Solution doesn't actually seem to have any real meaning, or at least the
buzzword bingo quotient (see the new up-and-comer: Agile) makes any headline
using it lose credibility.

------
eggbrain
Maybe this is the cynic in me, and people will come back to this as they did
with Slashdot's famous "No wireless. Less space than a nomad. Lame" for the
original iPod, but I can't fathom how they could beat YouTube. There's already
seemingly an endless amount of other video sites as it is that hold a piece of
the market (Vimeo, Metacafe, Break, DailyMotion, etc), and I can't imagine any
feature that would make me switch over (although I've always wanted an online
fully featured video editor).

Id much sooner believe that the 1bn data center is for Cloud iTunes than for a
YouTube competitor.

------
stuartjmoore
TL;DR Author thinks Apple should build a video upload service, forgets about
MobileMe.

------
gallerytungsten
The author spends most of the piece talking about YouTube hasn't made money;
but now they have a plan to make money (or so he thinks.) He neglects to tell
us how Apple's iVideo will make money. Subscription fees like Mobile Me? That
sounds like a niche play. Alas, our guru does not mention how this "YouTube
Killer" will hunt and gather the dollars.

------
joaquin_win
Yet another pundit giving an use to the North Carolina data center.

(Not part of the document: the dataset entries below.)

use thiserror::Error;

/// Failures of the geometric and numeric routines.
#[derive(Error, Debug, Clone, PartialEq)]
pub enum GeometryError {
    #[error("invalid geometry: {0}")]
    InvalidInput(String),

    #[error("cannot normalize a zero-length vector")]
    DivisionByZero,

    /// Negative radicand in refraction: the ray is totally internally reflected.
    #[error("refraction outside of its domain (total internal reflection)")]
    InvalidDomain,
}

#[derive(Error, Debug)]
pub enum RenderError {
    #[error("invalid image size {width}x{height}")]
    InvalidDimensions { width: u32, height: u32 },

    #[error("the worker pool needs at least one worker")]
    NoWorkers,

    #[error("cannot build the worker pool: {0}")]
    ThreadPool(#[from] rayon::ThreadPoolBuildError),

    #[error(transparent)]
    Geometry(#[from] GeometryError),
}
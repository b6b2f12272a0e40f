//! Per-pixel dispatch of the tracer.
//!
//! Every pixel is a pure function of the scene and its coordinate, so the
//! frame is split into one stripe per image column and the stripes are
//! handed to a fixed-size rayon pool. Samples are stored in `(x, y)`
//! enumeration order whatever worker computes them.

use std::time::Instant;

use image::{ImageBuffer, Rgb};
use rayon::prelude::*;

use super::camera::Viewport;
use super::core::{trace, Scene};
use super::error::RenderError;

pub const DEFAULT_WORKERS: usize = 4;
pub const DEFAULT_MAX_DEPTH: u32 = 5;

#[derive(Debug, Clone, Copy, PartialEq, Eq)]
pub enum RenderMode {
    /// Everything on the calling thread, for debugging.
    Sequential,
    Parallel { workers: usize },
}

#[derive(Debug, Clone, Copy, PartialEq, Eq)]
pub struct RenderConfig {
    /// Maximum number of reflection/refraction bounces.
    pub max_depth: u32,
    pub mode: RenderMode,
}

impl Default for RenderConfig {
    fn default() -> Self {
        Self {
            max_depth: DEFAULT_MAX_DEPTH,
            mode: RenderMode::Parallel {
                workers: DEFAULT_WORKERS,
            },
        }
    }
}

#[derive(Debug, Clone, Copy, Default, PartialEq, Eq)]
pub struct PixelSample {
    pub x: u32,
    pub y: u32,
    pub rgb: [u8; 3],
}

/// Rendered image: one sample per pixel, ordered by `x` then `y`.
#[derive(Debug, Clone, PartialEq, Eq)]
pub struct Frame {
    pub width: u32,
    pub height: u32,
    pub samples: Vec<PixelSample>,
}

impl Frame {
    pub fn get(&self, x: u32, y: u32) -> Option<&PixelSample> {
        if x >= self.width || y >= self.height {
            return None;
        }
        self.samples.get((x * self.height + y) as usize)
    }

    pub fn to_image_buffer(&self) -> ImageBuffer<Rgb<u8>, Vec<u8>> {
        let mut buffer = ImageBuffer::new(self.width, self.height);
        for sample in &self.samples {
            buffer.put_pixel(sample.x, sample.y, Rgb(sample.rgb));
        }
        buffer
    }
}

fn shade_pixel(scene: &Scene, viewport: &Viewport, max_depth: u32, x: u32, y: u32) -> PixelSample {
    let ray = viewport.primary_ray(x, y);
    let color = trace(scene, &ray, max_depth, None);
    PixelSample {
        x,
        y,
        rgb: color.to_rgb8(),
    }
}

fn render_stripe(
    scene: &Scene,
    viewport: &Viewport,
    max_depth: u32,
    x: u32,
    stripe: &mut [PixelSample],
) {
    for (y, sample) in stripe.iter_mut().enumerate() {
        *sample = shade_pixel(scene, viewport, max_depth, x, y as u32);
    }
}

/// Render `scene` at `width`x`height`.
///
/// Sequential and parallel modes produce identical frames.
pub fn render(
    scene: &Scene,
    width: u32,
    height: u32,
    config: &RenderConfig,
) -> Result<Frame, RenderError> {
    if width == 0 || height == 0 {
        return Err(RenderError::InvalidDimensions { width, height });
    }
    let viewport = scene.camera.viewport(width, height)?;
    log::debug!("viewport {:?}", viewport);

    let mut samples = vec![PixelSample::default(); width as usize * height as usize];
    let stripes = samples.chunks_mut(height as usize).enumerate();
    let max_depth = config.max_depth;

    let start = Instant::now();
    match config.mode {
        RenderMode::Sequential => {
            log::info!("Rendering {}x{} sequentially", width, height);
            for (x, stripe) in stripes {
                render_stripe(scene, &viewport, max_depth, x as u32, stripe);
            }
        }
        RenderMode::Parallel { workers } => {
            // rayon reads 0 as "one thread per CPU"
            if workers == 0 {
                return Err(RenderError::NoWorkers);
            }
            log::info!("Rendering {}x{} with {} workers", width, height, workers);
            let pool = rayon::ThreadPoolBuilder::new()
                .num_threads(workers)
                .build()?;
            let stripes: Vec<(usize, &mut [PixelSample])> = stripes.collect();
            pool.install(|| {
                stripes.into_par_iter().for_each(|(x, stripe)| {
                    render_stripe(scene, &viewport, max_depth, x as u32, stripe);
                });
            });
        }
    }
    log::info!("Rendered {} pixels in {:?}", samples.len(), start.elapsed());

    Ok(Frame {
        width,
        height,
        samples,
    })
}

Apple makes awesome software to boost the hardware sales, cheaper software
lowers the barrier for people to buy the hardware.

------
jcampbell1
Apple is a company that cares about earnings. Why would Apple want to get into
a business that is known to be at best marginally profitable?

Apple may get into the video business, but making a YouTube killer would be a
giant money wasting expedition. Netflix is profitable. If they do anything, it
is more likely to be a Netflix killer.